**Your objective**
Determine how many lines in the listing contain the string "couplings"; respond with the number alone.

+++

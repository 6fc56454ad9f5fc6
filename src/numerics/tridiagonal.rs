//! Tridiagonal systems and the Thomas algorithm.
//!
//! Row `i` of the system reads
//!
//! ```text
//! lower[i] * x[i-1] + diag[i] * x[i] + upper[i] * x[i+1] = rhs[i]
//! ```
//!
//! with `lower[0]` and `upper[n-1]` ignored. The Thomas algorithm is a
//! forward elimination followed by back substitution, O(n) in time and
//! scratch. It does not pivot, so it is only used on diagonally dominant
//! systems such as the implicit diffusion operators assembled here.

/// A tridiagonal matrix stored as three diagonals of equal length.
#[derive(Clone, Debug, PartialEq)]
pub struct TridiagonalSystem {
    /// Sub-diagonal; `lower[0]` is unused.
    pub lower: Vec<f64>,
    /// Main diagonal.
    pub diag: Vec<f64>,
    /// Super-diagonal; `upper[n-1]` is unused.
    pub upper: Vec<f64>,
}

impl TridiagonalSystem {
    /// Identity system of size `n`.
    pub fn identity(n: usize) -> Self {
        Self {
            lower: vec![0.0; n],
            diag: vec![1.0; n],
            upper: vec![0.0; n],
        }
    }

    /// Implicit diffusion of interior interfaces between fixed end points.
    ///
    /// `kappa` holds one non-dimensional diffusivity per layer (length nk).
    /// The unknowns are the nk - 1 interior interfaces; interface `K`
    /// couples to its neighbors through the layers above (`kappa[K-1]`) and
    /// below (`kappa[K]`):
    ///
    /// ```text
    /// -κ[K-1] z[K-1] + (1 + κ[K-1] + κ[K]) z[K] - κ[K] z[K+1] = rhs[K]
    /// ```
    ///
    /// The boundary couplings `-κ[0] z[0]` and `-κ[nk-1] z[nk]` are not part
    /// of the matrix; use [`fold_boundaries`] to move them to the right-hand side.
    pub fn interface_diffusion(kappa: &[f64]) -> Self {
        let n = kappa.len().saturating_sub(1);
        let mut system = Self::identity(n);
        for i in 0..n {
            // Unknown i is interface K = i + 1
            let k_above = kappa[i];
            let k_below = kappa[i + 1];
            system.lower[i] = -k_above;
            system.diag[i] = 1.0 + k_above + k_below;
            system.upper[i] = -k_below;
        }
        system
    }

    /// Number of unknowns.
    #[inline]
    pub fn len(&self) -> usize {
        self.diag.len()
    }

    /// True for a system without unknowns.
    #[inline]
    pub fn is_empty(&self) -> bool {
        self.diag.is_empty()
    }

    /// Matrix-vector product `A x`.
    pub fn apply(&self, x: &[f64]) -> Vec<f64> {
        let n = self.len();
        (0..n)
            .map(|i| {
                let mut y = self.diag[i] * x[i];
                if i > 0 {
                    y += self.lower[i] * x[i - 1];
                }
                if i + 1 < n {
                    y += self.upper[i] * x[i + 1];
                }
                y
            })
            .collect()
    }

    /// Solve `A x = rhs` in place; on return `rhs` holds `x`.
    pub fn solve(&self, rhs: &mut [f64]) {
        solve_tridiagonal(&self.lower, &self.diag, &self.upper, rhs);
    }
}

/// Move the fixed end-point couplings of [`TridiagonalSystem::interface_diffusion`]
/// into the right-hand side.
///
/// `rhs` has nk - 1 entries, `kappa` nk entries.
pub fn fold_boundaries(rhs: &mut [f64], kappa: &[f64], top: f64, bottom: f64) {
    let n = rhs.len();
    if n == 0 {
        return;
    }
    rhs[0] += kappa[0] * top;
    rhs[n - 1] += kappa[n] * bottom;
}

/// Thomas algorithm: solve a tridiagonal system in place.
///
/// On return `rhs` holds the solution. The matrix is assumed to be
/// non-singular without pivoting (strict diagonal dominance is sufficient).
pub fn solve_tridiagonal(lower: &[f64], diag: &[f64], upper: &[f64], rhs: &mut [f64]) {
    let n = rhs.len();
    if n == 0 {
        return;
    }

    let mut c_prime = vec![0.0; n];

    let denom = diag[0];
    c_prime[0] = upper[0] / denom;
    rhs[0] /= denom;

    // Forward elimination
    for i in 1..n {
        let denom = diag[i] - lower[i] * c_prime[i - 1];
        if i < n - 1 {
            c_prime[i] = upper[i] / denom;
        }
        rhs[i] = (rhs[i] - lower[i] * rhs[i - 1]) / denom;
    }

    // Back substitution
    for i in (0..n - 1).rev() {
        rhs[i] -= c_prime[i] * rhs[i + 1];
    }
}
//! Banded shortwave absorption in a layered column.
//!
//! Two entry points share one attenuation law:
//!
//! - [`absorb_remaining`] heats the column in place, drains the per-band
//!   irradiance and optionally moves heat upward, accumulates a TKE sink and
//!   redistributes radiation reaching the bottom
//! - [`integrate_penetrating_flux`] returns the net flux at every interface
//!   without mutating anything
//!
//! Per band and layer the transmitted fraction is `exp(−h·κ)`. When the flux
//! passed on would heat the water below by less than
//! [`ShortwaveConfig::flux_absorb`], it is absorbed in the current layer
//! instead. Layers thinner than [`ShortwaveConfig::min_heating_thickness`]
//! are transparent, and layers up to twice that thickness are heated with a
//! linear taper.
//!
//! # Example
//!
//! ```
//! use ocean_column::shortwave::{
//!     AbsorbInputs, AbsorbState, AbsorbStep, Optics, ShortwaveConfig, absorb_remaining,
//! };
//!
//! let config = ShortwaveConfig::default();
//! let optics = Optics::uniform(&[0.01], 1);
//! let h = [100.0];
//! let mut t = [0.0];
//! let mut pen = [50.0];
//!
//! absorb_remaining(
//!     &config,
//!     &optics,
//!     &AbsorbInputs::new(&h),
//!     &AbsorbStep::new(3600.0, 0.0),
//!     &mut AbsorbState::new(&mut t, &mut pen),
//! )
//! .unwrap();
//! assert!((t[0] - 0.316).abs() < 1e-3);
//! ```

mod absorb;
mod attenuation;
mod config;
mod error;
mod optics;
mod penetration;

pub use absorb::{
    AbsorbInputs, AbsorbOutcome, AbsorbPolicy, AbsorbState, AbsorbStep, absorb_remaining,
};
pub use config::{
    DEFAULT_ABSORB_MIN_THICKNESS, DEFAULT_FLUX_ABSORB, DEFAULT_MIN_HEATING_THICKNESS,
    SWA_TAYLOR_THRESHOLD, ShortwaveConfig, TKE_TAYLOR_THRESHOLD,
};
pub use error::ShortwaveError;
pub use optics::{Optics, WavelengthBand};
pub use penetration::{PenetratingFlux, integrate_penetrating_flux};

+++

**Finished exercise**
2